For the second straight month, electricity consumption exceeded the year-ago level (by 12%) in October, data from the National Load Despatch Centre showed. Madhya Pradesh, Rajasthan and Gujarat led the way, consuming 39%, 22% and 17% more power compared to year-ago levels. Telangana was the furthest behind, with a 6% year-on-year drop, followed by Kerala and Delhi (nearly at par). Mid- and small-sized state economies continued to fare better than larger states on this count, with 14% higher power usage than the year-ago period.

Around 1.4 million new vehicles were registered in October, 26% lower than the year-ago count, shows data from the road transport ministry. Though the highest in seven months, the year-on-year growth is lower than what it was in September.

West Bengal was the only state where vehicle sales surpassed the year-ago levels in October, by a massive 63%. Among other states, Tamil Nadu (4% behind) and Assam (5%) were the closest to the year-ago vehicle registration numbers. Gujarat (61%) and Karnataka (42%) were the furthest behind.

All major states, except Delhi, reported an increase in their goods and services tax collections in October. Andhra Pradesh collected 26% more GST than a year ago, and Rajasthan 22%. Small-sized states on the tracker reported a 20% improvement. However, the recovery on this indicator was muted for three of the largest state economies—Maharashtra, Uttar Pradesh and Karnataka.

A district-wise analysis of Google mobility shows that people in peninsular India are less likely to step out of homes as compared to other parts of the country. This phenomenon is most pronounced in Maharashtra, India’s worst hit state, and Kerala, which has struggled with a second wave of the coronavirus since Onam festivities in August.

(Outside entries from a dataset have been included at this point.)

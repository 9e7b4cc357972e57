//! # Data Models
//!
//! This module contains the data models used throughout clerk-sync.

use serde::{Deserialize, Serialize};
use utoipa::ToSchema;

pub mod user;

pub use user::Entity as User;

/// Basic service information response
#[derive(Debug, Clone, Serialize, Deserialize, ToSchema)]
pub struct ServiceInfo {
    /// The name of the service
    pub service: String,
    /// The version of the service
    pub version: String,
}

impl Default for ServiceInfo {
    fn default() -> Self {
        Self {
            service: "clerk-sync".to_string(),
            version: env!("CARGO_PKG_VERSION").to_string(),
        }
    }
}

/// Liveness/readiness response body
#[derive(Debug, Clone, Serialize, Deserialize, ToSchema)]
pub struct HealthStatus {
    /// `ok` or `unavailable`
    pub status: String,
}

impl HealthStatus {
    pub fn ok() -> Self {
        Self {
            status: "ok".to_string(),
        }
    }

    pub fn unavailable() -> Self {
        Self {
            status: "unavailable".to_string(),
        }
    }
}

In Chhattisgarh, another recent hotspot, an improvement in the caseload helped mobility recover remarkably in October, from 47% of pre-pandemic level at September-end to 80% as of 25 October.


The slowdown in the coronavirus pandemic for over a month and a half has given a much-needed fillip to economic activity across India. But there are risks to the recovery. As Kerala’s example shows, states that are reporting fewer cases now can see a renewed resurgence, especially with festivities underway in many parts of the country. The trajectory of the pandemic in the coming weeks will determine the sustainability of the ongoing economic recovery.